What is being asked: Please read the records below and return each line holding the string "bool".

(Stored data entries)
##############################

use chrono::NaiveDateTime;
use sqlx::SqlitePool;
use uuid::Uuid;

use crate::db::models::*;
use crate::error::{AppError, AppResult};

// ============================================================================
// Notification Repository
// ============================================================================

pub struct NotificationRepository;

impl NotificationRepository {
    /// Insert an unread notification with `created_at = updated_at = now`.
    pub async fn create(
        pool: &SqlitePool,
        key: &AlertKey,
        message: &str,
        now: NaiveDateTime,
    ) -> AppResult<Notification> {
        let id = Uuid::new_v4().to_string();

        sqlx::query_as::<_, Notification>(
            r#"
            INSERT INTO notifications (
                id, user_id, related_id, kind, dedup_bucket, message, is_read, created_at, updated_at
            )
            VALUES (?, ?, ?, ?, ?, ?, 0, ?, ?)
            RETURNING
                id, user_id, related_id, kind, dedup_bucket, message, is_read, created_at, updated_at
            "#,
        )
        .bind(id)
        .bind(&key.user_id)
        .bind(&key.related_id)
        .bind(key.kind.as_str())
        .bind(&key.bucket)
        .bind(message)
        .bind(now)
        .bind(now)
        .fetch_one(pool)
        .await
        .map_err(AppError::Database)
    }

    /// Whether a notification with this key was created at or after `since`.
    ///
    /// `IS` is used for the nullable columns so a missing related id / bucket
    /// matches another missing one.
    pub async fn exists_since(
        pool: &SqlitePool,
        key: &AlertKey,
        since: NaiveDateTime,
    ) -> AppResult<bool> {
        let found: Option<i64> = sqlx::query_scalar(
            r#"
            SELECT 1
            FROM notifications
            WHERE user_id = ?
              AND related_id IS ?
              AND kind = ?
              AND dedup_bucket IS ?
              AND created_at >= ?
            LIMIT 1
            "#,
        )
        .bind(&key.user_id)
        .bind(&key.related_id)
        .bind(key.kind.as_str())
        .bind(&key.bucket)
        .bind(since)
        .fetch_optional(pool)
        .await
        .map_err(AppError::Database)?;

        Ok(found.is_some())
    }

    /// Notifications for a user, newest first.
    pub async fn find_by_user(
        pool: &SqlitePool,
        user_id: &str,
        filter: &NotificationFilter,
    ) -> AppResult<Vec<Notification>> {
        sqlx::query_as::<_, Notification>(
            r#"
            SELECT id, user_id, related_id, kind, dedup_bucket, message, is_read, created_at, updated_at
            FROM notifications
            WHERE user_id = ?
              AND (? IS NULL OR is_read = ?)
            ORDER BY created_at DESC, id DESC
            LIMIT ?
            OFFSET ?
            "#,
        )
        .bind(user_id)
        .bind(filter.is_read)
        .bind(filter.is_read)
        .bind(filter.limit)
        .bind(filter.offset)
        .fetch_all(pool)
        .await
        .map_err(AppError::Database)
    }

    /// Count notifications for a user, optionally only read/unread ones.
    pub async fn count_by_user(
        pool: &SqlitePool,
        user_id: &str,
        is_read: Option<bool>,
    ) -> AppResult<i64> {
        sqlx::query_scalar(
            "SELECT COUNT(*) FROM notifications WHERE user_id = ? AND (? IS NULL OR is_read = ?)",
        )
        .bind(user_id)
        .bind(is_read)
        .bind(is_read)
        .fetch_one(pool)
        .await
        .map_err(AppError::Database)
    }

    /// Mark one unread notification as read. Returns false when the row does
    /// not exist, belongs to someone else, or is already read.
    pub async fn mark_read(
        pool: &SqlitePool,
        user_id: &str,
        id: &str,
        now: NaiveDateTime,
    ) -> AppResult<bool> {
        let res = sqlx::query(
            r#"
            UPDATE notifications
            SET is_read = 1, updated_at = MAX(created_at, ?)
            WHERE id = ? AND user_id = ? AND is_read = 0
            "#,
        )
        .bind(now)
        .bind(id)
        .bind(user_id)
        .execute(pool)
        .await
        .map_err(AppError::Database)?;

        Ok(res.rows_affected() > 0)
    }

    /// Mark every unread notification of the user as read; returns how many changed.
    pub async fn mark_all_read(
        pool: &SqlitePool,
        user_id: &str,
        now: NaiveDateTime,
    ) -> AppResult<u64> {
        let res = sqlx::query(
            r#"
            UPDATE notifications
            SET is_read = 1, updated_at = MAX(created_at, ?)
            WHERE user_id = ? AND is_read = 0
            "#,
        )
        .bind(now)
        .bind(user_id)
        .execute(pool)
        .await
        .map_err(AppError::Database)?;

        Ok(res.rows_affected())
    }

    /// Delete one notification owned by the user. Returns false when nothing matched.
    pub async fn delete(pool: &SqlitePool, user_id: &str, id: &str) -> AppResult<bool> {
        let res = sqlx::query("DELETE FROM notifications WHERE id = ? AND user_id = ?")
            .bind(id)
            .bind(user_id)
            .execute(pool)
            .await
            .map_err(AppError::Database)?;

        Ok(res.rows_affected() > 0)
    }

    /// Delete all notifications of the user; returns how many were removed.
    pub async fn delete_all(pool: &SqlitePool, user_id: &str) -> AppResult<u64> {
        let res = sqlx::query("DELETE FROM notifications WHERE user_id = ?")
            .bind(user_id)
            .execute(pool)
            .await
            .map_err(AppError::Database)?;

        Ok(res.rows_affected())
    }
}

#[cfg(test)]
mod tests {
    use super::*;
    use crate::db::test_support::{at, memory_pool, seed_user};

    #[tokio::test]
    async fn exists_since_matches_structured_key() {
        let pool = memory_pool().await;
        let user = seed_user(&pool, "a@example.com").await;
        let now = at("2026-10-19 12:00:00");

        let key = AlertKey::new(&user.id, Some("goal-1"), AlertKind::GoalCompleted);
        NotificationRepository::create(&pool, &key, "done", now)
            .await
            .unwrap();

        // Boundary is inclusive.
        assert!(NotificationRepository::exists_since(&pool, &key, now)
            .await
            .unwrap());
        assert!(!NotificationRepository::exists_since(
            &pool,
            &key,
            at("2026-10-19 12:00:01")
        )
        .await
        .unwrap());

        let other_kind = AlertKey::new(&user.id, Some("goal-1"), AlertKind::GoalNearCompletion);
        assert!(
            !NotificationRepository::exists_since(&pool, &other_kind, now)
                .await
                .unwrap()
        );

        let other_goal = AlertKey::new(&user.id, Some("goal-2"), AlertKind::GoalCompleted);
        assert!(
            !NotificationRepository::exists_since(&pool, &other_goal, now)
                .await
                .unwrap()
        );
    }

    #[tokio::test]
    async fn null_related_id_and_bucket_match_each_other() {
        let pool = memory_pool().await;
        let user = seed_user(&pool, "a@example.com").await;
        let now = at("2026-10-19 12:00:00");

        let key = AlertKey::new(&user.id, None, AlertKind::WorkoutScheduled);
        NotificationRepository::create(&pool, &key, "x", now)
            .await
            .unwrap();
        assert!(NotificationRepository::exists_since(&pool, &key, now)
            .await
            .unwrap());

        let bucketed = key.clone().with_bucket("18:00");
        assert!(!NotificationRepository::exists_since(&pool, &bucketed, now)
            .await
            .unwrap());
    }

    #[tokio::test]
    async fn list_is_newest_first_and_filtered() {
        let pool = memory_pool().await;
        let user = seed_user(&pool, "a@example.com").await;
        let key = AlertKey::new(&user.id, None, AlertKind::WorkoutScheduled);

        let first = NotificationRepository::create(&pool, &key, "first", at("2026-10-19 08:00:00"))
            .await
            .unwrap();
        NotificationRepository::create(&pool, &key, "second", at("2026-10-19 09:00:00"))
            .await
            .unwrap();
        NotificationRepository::mark_read(&pool, &user.id, &first.id, at("2026-10-19 10:00:00"))
            .await
            .unwrap();

        let all = NotificationFilter {
            is_read: None,
            limit: 10,
            offset: 0,
        };
        let items = NotificationRepository::find_by_user(&pool, &user.id, &all)
            .await
            .unwrap();
        assert_eq!(items.len(), 2);
        assert_eq!(items[0].message, "second");
        assert_eq!(items[1].message, "first");

        let unread = NotificationFilter {
            is_read: Some(false),
            ..all.clone()
        };
        let items = NotificationRepository::find_by_user(&pool, &user.id, &unread)
            .await
            .unwrap();
        assert_eq!(items.len(), 1);
        assert_eq!(items[0].message, "second");

        assert_eq!(
            NotificationRepository::count_by_user(&pool, &user.id, Some(true))
                .await
                .unwrap(),
            1
        );
    }

    #[tokio::test]
    async fn mutations_are_scoped_to_owner_and_idempotent() {
        let pool = memory_pool().await;
        let owner = seed_user(&pool, "owner@example.com").await;
        let other = seed_user(&pool, "other@example.com").await;
        let now = at("2026-10-19 08:00:00");

        let key = AlertKey::new(&owner.id, None, AlertKind::WorkoutScheduled);
        let n = NotificationRepository::create(&pool, &key, "hi", now)
            .await
            .unwrap();

        assert!(!NotificationRepository::mark_read(&pool, &other.id, &n.id, now)
            .await
            .unwrap());
        assert!(NotificationRepository::mark_read(&pool, &owner.id, &n.id, now)
            .await
            .unwrap());
        // Already read: nothing to do.
        assert!(!NotificationRepository::mark_read(&pool, &owner.id, &n.id, now)
            .await
            .unwrap());

        assert!(!NotificationRepository::delete(&pool, &other.id, &n.id)
            .await
            .unwrap());
        assert!(NotificationRepository::delete(&pool, &owner.id, &n.id)
            .await
            .unwrap());
        assert!(!NotificationRepository::delete(&pool, &owner.id, &n.id)
            .await
            .unwrap());
    }

    #[tokio::test]
    async fn mark_read_never_moves_updated_at_before_created_at() {
        let pool = memory_pool().await;
        let user = seed_user(&pool, "a@example.com").await;
        let key = AlertKey::new(&user.id, None, AlertKind::WorkoutScheduled);
        let n = NotificationRepository::create(&pool, &key, "hi", at("2026-10-19 08:00:00"))
            .await
            .unwrap();

        // A clock that went backwards.
        NotificationRepository::mark_all_read(&pool, &user.id, at("2026-10-19 07:00:00"))
            .await
            .unwrap();

        let filter = NotificationFilter {
            is_read: None,
            limit: 10,
            offset: 0,
        };
        let items = NotificationRepository::find_by_user(&pool, &user.id, &filter)
            .await
            .unwrap();
        assert_eq!(items[0].id, n.id);
        assert!(items[0].is_read);
        assert!(items[0].updated_at >= items[0].created_at);
    }
}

##############################

Output:
    ) -> AppResult<bool> {
        is_read: Option<bool>,
    ) -> AppResult<bool> {
    pub async fn delete(pool: &SqlitePool, user_id: &str, id: &str) -> AppResult<bool> {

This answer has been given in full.